The Center for Hospitality and Sport Management will welcome back Philadelphia’s James Beard Award-winning chef Marc Vetri to teach this winter term.
In the class, CULA 400: “Directed Studies with a Master Chef,” Vetri, a seasoned restaurateur, cookbook author and philanthropist, will help train the next generation of talented, young chefs. The class includes lectures, panel discussions, demonstrations, hands-on cooking, field-trips and staging, in order to give students the closest possible view of the insight and knowledge of one of the world’s top chefs—both from a culinary and a business perspective.
The goals are for the master chef class series to give these established chefs an opportunity to teach the skills they always wish aspiring cooks had learned in culinary school.

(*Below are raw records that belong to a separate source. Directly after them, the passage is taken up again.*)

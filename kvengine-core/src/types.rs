//! Shared value types for keys, values, timestamps, and the stats snapshot.

use serde::{Deserialize, Serialize};

/// A non-empty UTF-8 string. Emptiness is enforced at the RPC boundary
/// (`Engine::put`/`get`), not by this alias itself.
pub type Key = String;

/// An opaque byte sequence. The engine never interprets its contents.
pub type Value = Vec<u8>;

/// Durability level for a WAL append.
///
/// The client-facing `put` path always uses `Full` — "one write = one
/// fsync" is the durability contract this spec measures against. `None`
/// and `Normal` exist so the benchmark harness can quantify the
/// throughput/durability trade-off the fsync floor imposes; they are not
/// reachable through the gRPC service.
#[derive(Debug, Clone, Copy, PartialEq, Eq)]
pub enum SyncMode {
    /// Write to the OS page cache only; no flush, no fsync.
    None,
    /// Flush user-space buffers but skip fsync.
    Normal,
    /// Flush and fsync. The only mode the RPC-facing `put` path uses.
    Full,
}

/// Point-in-time snapshot of the engine's monotonic counters plus the
/// current key count. Not serialized against concurrent writers; this is
/// intentional, per the engine's stats contract.
#[derive(Debug, Clone, Serialize, Deserialize, PartialEq, Eq)]
pub struct StatsSnapshot {
    pub key_count: u64,
    pub total_requests: u64,
    pub set_count: u64,
    pub get_count: u64,
    pub getprefix_count: u64,
    pub start_time: String,
}
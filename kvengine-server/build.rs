fn main() -> Result<(), Box<dyn std::error::Error>> {
    tonic_build::configure()
        .build_server(true)
        .build_client(false)
        .compile_protos(&["../proto/kvengine.proto"], &["../proto"])?;
    Ok(())
}
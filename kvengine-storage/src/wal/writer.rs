//! Append-only WAL writer.
//!
//! Grounded in the teacher's `WALWriter`: a `BufWriter<File>` behind a
//! `parking_lot::Mutex` so the writer is `Send + Sync` and safe to share
//! via `Arc` across worker threads. Unlike the teacher's SSTable-oriented
//! WAL, this file has no size limit and no rotation — this spec's WAL
//! "grows unboundedly in this design" (§1 non-goals exclude compaction).

use super::entry::WalEntry;
use kvengine_core::{Result, SyncMode};

use parking_lot::Mutex;

use std::fs::{File, OpenOptions};
use std::io::{BufWriter, Write};
use std::path::{Path, PathBuf};

pub struct WalWriter {
    file: Mutex<BufWriter<File>>,
    path: PathBuf,
    sync_mode: SyncMode,
}

impl WalWriter {
    /// Opens (creating if necessary) the WAL file in append mode.
    pub fn new(path: impl AsRef<Path>, sync_mode: SyncMode) -> Result<Self> {
        let path = path.as_ref().to_path_buf();
        if let Some(parent) = path.parent() {
            if !parent.as_os_str().is_empty() {
                std::fs::create_dir_all(parent)?;
            }
        }

        let file = OpenOptions::new().create(true).append(true).open(&path)?;

        Ok(Self {
            file: Mutex::new(BufWriter::new(file)),
            path,
            sync_mode,
        })
    }

    /// Appends an entry, honoring the configured sync mode. Returns only
    /// after the mode's durability guarantee has been met: under
    /// `SyncMode::Full` (the only mode the RPC-facing `put` path uses),
    /// that means the write has survived an immediate OS crash.
    ///
    /// Callers are responsible for external per-key serialization (the
    /// engine's stripe lock does this); the internal mutex here only
    /// guards the shared file handle from interleaved writes across
    /// different stripes, which is the coarser-lock option the spec
    /// explicitly allows.
    pub fn append(&self, entry: &WalEntry) -> Result<()> {
        let encoded = entry.encode();
        let mut file = self.file.lock();
        file.write_all(&encoded)?;

        match self.sync_mode {
            SyncMode::None => {}
            SyncMode::Normal => {
                file.flush()?;
            }
            SyncMode::Full => {
                file.flush()?;
                file.get_ref().sync_all()?;
            }
        }
        Ok(())
    }

    /// Flushes and fsyncs any buffered data regardless of sync mode.
    pub fn sync(&self) -> Result<()> {
        let mut file = self.file.lock();
        file.flush()?;
        file.get_ref().sync_all()?;
        Ok(())
    }

    /// Flushes, syncs, and drops the underlying file handle.
    pub fn close(&self) -> Result<()> {
        self.sync()
    }

    pub fn path(&self) -> &Path {
        &self.path
    }
}
//! Score, lives and level progression
//!
//! Score only grows during a run. Lives drop once per ball loss, and the
//! level advances only when every brick is cleared.

use super::state::{GamePhase, GameState};
use crate::consts::*;
use crate::settings::Settings;

/// Ball speed for a level: `initial + (level - 1) * increment`, capped
pub fn level_speed(settings: &Settings, level: u32) -> f32 {
    let steps = level.saturating_sub(1) as f32;
    (settings.initial_ball_speed + steps * settings.speed_increment).min(settings.max_ball_speed)
}

/// Add points to the score
pub fn award(state: &mut GameState, points: u64) {
    state.score = state.score.saturating_add(points);
}

/// Result of processing a ball loss
#[derive(Debug, Clone, Copy, PartialEq, Eq)]
pub enum LifeLoss {
    /// Lives remain; the ball should be served again after a delay
    Continue { lives_left: u8 },
    /// No lives left; the run is over
    GameOver,
}

/// Take one life for the current ball loss.
///
/// Returns `None` if this loss was already counted, so calling it every tick
/// while the ball stays below the field only deducts once.
pub fn lose_life(state: &mut GameState) -> Option<LifeLoss> {
    if state.ball_lost {
        return None;
    }
    state.ball_lost = true;
    state.lives = state.lives.saturating_sub(1);

    if state.lives == 0 {
        state.phase = GamePhase::GameOver;
        log::info!("Game over. Final score: {}", state.score);
        Some(LifeLoss::GameOver)
    } else {
        log::info!("Life lost! Lives remaining: {}", state.lives);
        Some(LifeLoss::Continue {
            lives_left: state.lives,
        })
    }
}

/// Move to the next level: faster ball, fresh bricks, new serve and a
/// level bonus. Returns the bonus awarded.
pub fn advance_level(state: &mut GameState) -> u64 {
    state.level += 1;
    let speed = level_speed(&state.settings, state.level);
    state.ball.set_speed(speed);
    state.rebuild_bricks();
    state.reset_ball();

    let bonus = LEVEL_BONUS_PER_LEVEL * state.level as u64;
    award(state, bonus);
    log::info!("Level up! Level: {}, Speed: {:.1}", state.level, state.ball.speed);
    bonus
}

It also affords them the chance to identify talent for potential hiring in the future and, in Vetri’s case, to give back to his alma mater by raising the quality, visibility and professionalism of the program.
The class will admit just 16 students who will learn about food, the food industry and the skills they’ll need beyond the classroom — or in this case, the fully operational kitchens on the sixth floor of the Paul Peck Problem Solving and Research Center.
Vetri has instructed in Drexel’s Culinary Arts and Science program for several years. Last winter he taught a special topics course called “Wheat Lab” where students tackled matters of in-house milling, heirloom grain varietals, food policy and sustainability and applied baking techniques. Specific topics included cultivation and history of wheat, functionality of wheat in pasta, bread and various doughs and milling of wheat. Students created, cooked and baked wheat-based products under the direction of Vetri, and his head baker Claire McWilliams.
In addition to his role as instructor, Vetri Community Partnership, Vetri’s non-profit organization, and Drexel’s Culinary Arts and Food Science and Hospitality Management programs recently collaborated on the opening of the EAT Café—short for “Everyone At the Table”—the city’s first pay-as-you can restaurant.
“Marc Vetri teaches our students to learn, grow and understand food on a level that continues to inspire, even after the course has ended, ” said Rosemary Trout, head of Drexel’s Culinary Arts & Food Science and Hospitality Management programs. “It is this kind of experiential and innovative partnership that allows students to gain the invaluable skills and enviable network that sets them apart. Vetri is a great example of the types of mentorship that allows students to grow into their profession with a confidence and creativity that is unmatched in other culinary programs.”
The Department of Culinary Arts & Food Science is frequently brings celebrity chefs and food professionals to the classroom. Students learn from distinguished adjuncts including chef Jim Burke and food writer Craig LaBan—providing a real-world element to their culinary education.